Maradona también era como Bruce Willis. En ningún Duro de matar iba a morir. ¿Cuántas veces lo habían intentado? Diego solo tenía que recuperarse de la cirugía por un hematoma subdural. Nada demasiado grave. Es verdad que se lo veía como en los últimos años a Charly García, un poco abombado por la medicación, pero en el pedestal, elevado, ya inmortal.
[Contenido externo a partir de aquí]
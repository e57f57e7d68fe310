pub mod accounts;
pub mod dashboard;
pub mod ledger;
pub mod portfolio;

use thiserror::Error;

use crate::billing::BillingError;
use crate::db::{DuplicateError, NotFoundError};
use crate::models::{Claims, Role};

/// Identity of the caller, passed explicitly into every operation
#[derive(Debug, Clone, PartialEq, Eq)]
pub struct Session {
    pub user_id: String,
    pub role: Role,
}

impl Session {
    pub fn new(user_id: impl Into<String>, role: Role) -> Self {
        Self {
            user_id: user_id.into(),
            role,
        }
    }

    pub fn require_landlord(&self) -> Result<(), ServiceError> {
        match self.role {
            Role::Landlord => Ok(()),
            Role::Tenant => Err(ServiceError::Forbidden(
                "only landlords can perform this action".into(),
            )),
        }
    }

    pub fn require_tenant(&self) -> Result<(), ServiceError> {
        match self.role {
            Role::Tenant => Ok(()),
            Role::Landlord => Err(ServiceError::Forbidden(
                "only tenants can perform this action".into(),
            )),
        }
    }
}

impl From<&Claims> for Session {
    fn from(claims: &Claims) -> Self {
        Self::new(claims.sub.clone(), claims.role)
    }
}

/// Failures of a rental operation
#[derive(Debug, Error)]
pub enum ServiceError {
    #[error("not authenticated")]
    Unauthenticated,

    #[error("{0}")]
    Forbidden(String),

    #[error("{0}")]
    NotFound(String),

    #[error("{0}")]
    DuplicateEntry(String),

    #[error("{0}")]
    InvalidReading(String),

    #[error("{0}")]
    InvalidValue(String),

    #[error("internal error")]
    Internal,
}

impl ServiceError {
    pub fn invalid(msg: impl Into<String>) -> Self {
        Self::InvalidValue(msg.into())
    }

    pub fn not_found(resource: &str) -> Self {
        Self::NotFound(format!("{} not found", resource))
    }
}

impl From<anyhow::Error> for ServiceError {
    fn from(err: anyhow::Error) -> Self {
        if let Some(nf) = err.downcast_ref::<NotFoundError>() {
            return Self::NotFound(nf.to_string());
        }
        if let Some(dup) = err.downcast_ref::<DuplicateError>() {
            return Self::DuplicateEntry(dup.to_string());
        }
        tracing::error!("Persistence failure: {:#}", err);
        Self::Internal
    }
}

impl From<BillingError> for ServiceError {
    fn from(err: BillingError) -> Self {
        match err {
            BillingError::InvalidReading { .. } => Self::InvalidReading(err.to_string()),
            BillingError::Negative { .. } | BillingError::Overflow => {
                Self::InvalidValue(err.to_string())
            }
        }
    }
}

/// Trimmed, non-empty text or None
pub(crate) fn non_blank(value: Option<&str>) -> Option<&str> {
    value.map(str::trim).filter(|s| !s.is_empty())
}

#[cfg(test)]
pub(crate) mod fixtures {
    //! Shared setup for service tests: an in-memory store with one landlord,
    //! one tenant, a property and an active contract.

    use chrono::NaiveDate;
    use rust_decimal::Decimal;
    use std::str::FromStr;

    use super::Session;
    use crate::db::Store;
    use crate::models::*;

    pub fn dec(s: &str) -> Decimal {
        Decimal::from_str(s).unwrap()
    }

    pub fn date(s: &str) -> NaiveDate {
        NaiveDate::parse_from_str(s, "%Y-%m-%d").unwrap()
    }

    pub struct World {
        pub store: Store,
        pub landlord: Session,
        pub tenant: Session,
        pub contract: Contract,
    }

    pub async fn landlord(store: &Store, email: &str) -> Session {
        let user = store.create_user("Lia Landlord", email, "x").await.unwrap();
        store
            .set_user_access(&user.id, Role::Landlord, AccessStatus::Approved)
            .await
            .unwrap();
        Session::new(user.id, Role::Landlord)
    }

    pub async fn tenant(store: &Store, email: &str) -> Session {
        let user = store.create_user("Tom Tenant", email, "x").await.unwrap();
        Session::new(user.id, Role::Tenant)
    }

    pub async fn contract_for(store: &Store, landlord: &Session, tenant_email: &str) -> Contract {
        let property = store
            .create_property(
                &landlord.user_id,
                &CreatePropertyRequest {
                    name: "Flat 2B".into(),
                    address: "Rua Augusta 10, Lisboa".into(),
                    description: None,
                    rent_amount: dec("850.00"),
                },
            )
            .await
            .unwrap();
        let tenant = store.get_user_by_email(tenant_email).await.unwrap().unwrap();
        store
            .create_contract(
                &property,
                &tenant,
                &CreateContractRequest {
                    property_id: property.id.clone(),
                    tenant_email: tenant_email.into(),
                    start_date: date("2024-01-01"),
                    end_date: None,
                    rent_amount: dec("800.00"),
                    due_day: 8,
                },
            )
            .await
            .unwrap()
    }

    pub async fn world() -> World {
        let store = Store::in_memory().await.unwrap();
        let landlord = landlord(&store, "lia@example.com").await;
        let tenant = tenant(&store, "tom@example.com").await;
        let contract = contract_for(&store, &landlord, "tom@example.com").await;
        World {
            store,
            landlord,
            tenant,
            contract,
        }
    }
}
Durante todo el invierno de 2013 Orfeo estuvo enfermo. Pensaba que si llegaba vivo a la primavera lo íbamos a tener por un largo tiempo más. Estaba convencido de la fuerza realizadora de la frase: “Hay que pasar el invierno”. Los mayores la vienen repitiendo desde 1959, cuando el entonces ministro de economía Álvaro Alsogaray la dijo. En la secundaria le encantaba repetirla a Carlos Iezzi, el profesor que tuve en Contabilidad en primero y cuarto año. La han repetido tantas veces, entre la burla y el rito, que se terminó grabando en el inconsciente colectivo de los argentinos.

Estuve muchas horas cerca de Orfeo, como si mi vigilancia evitara que Madame La Mort entrara a la jaula. La ponía sobre la mesa a la altura de donde yo leía, como el Hombrecito del azulejo de Mujica Laínez. Algunas tardes de sol, el pájaro se reanimaba y cantaba. El 21 de septiembre, cuando asomaban esos días que tanto le gustaban, de soles, verdes y colores limpios, Orfeo murió. Ese acto era una muestra de resistencia, como esos maratonistas que se desmoronan cuando cruzan la llegada.

En un párrafo breve recordé al soldado enamorado de la hija del rey, que debía cumplir el desafío de estar cien días debajo del balcón para que la muchacha le entregara su amor y el día noventa y nueve se levantó y se fue.

Había dejado tumbado a Orfeo en el piso de la jaula hasta que se despertaran los chicos. Después del desayuno les di la noticia. A ellos no los sorprendió. Les propuse hacer un entierro con un pequeño acto. Se entusiasmaron con la idea. Lorenzo me ofreció una cajita de cartón duro de un iPhone 4s que se le ocurrió se podía usar de ataúd. Lo amortajé con un paño gris de microfibra para limpiar pantallas táctiles. Mis hijos y yo nos convertimos en funerarios. Era un acto paródico, por momentos patético, que sirvió para descomprimir la angustia. Fuimos los tres al terreno de al lado. Hice un agujero con una pala de punta. Saqué una palada de tierra bien negra, húmeda, atravesada por lombrices, ciempiés y gusanos. La fresca tumba tenía la profundidad suficiente para que Santino depositara el ataúd. Nos mirábamos y no sabíamos si podíamos reírnos o no. Fue una ceremonia extraña.

Media hora después de escribir sobre la muerte del canario, entró mi mamá.

Minimicé la ventanita de Word con la historia de Orfeo. Abrí desesperado el navegador de Google Chrome para ver los diarios. Maradona estaba muerto. Encendí el televisor: Maradona estaba muerto. Entré a Twitter: Maradona estaba muerto. Me empezaron a llover los mensajes en el teléfono: Maradona estaba muerto.

La literatura siempre fue un bálsamo. El 25 de noviembre de 2020 se me ocurrió escribir esta historia. Pero nada apaciguó tanto dolor. Como dirían mis paisanos de Nápoles: “Non ci resta che piangere”.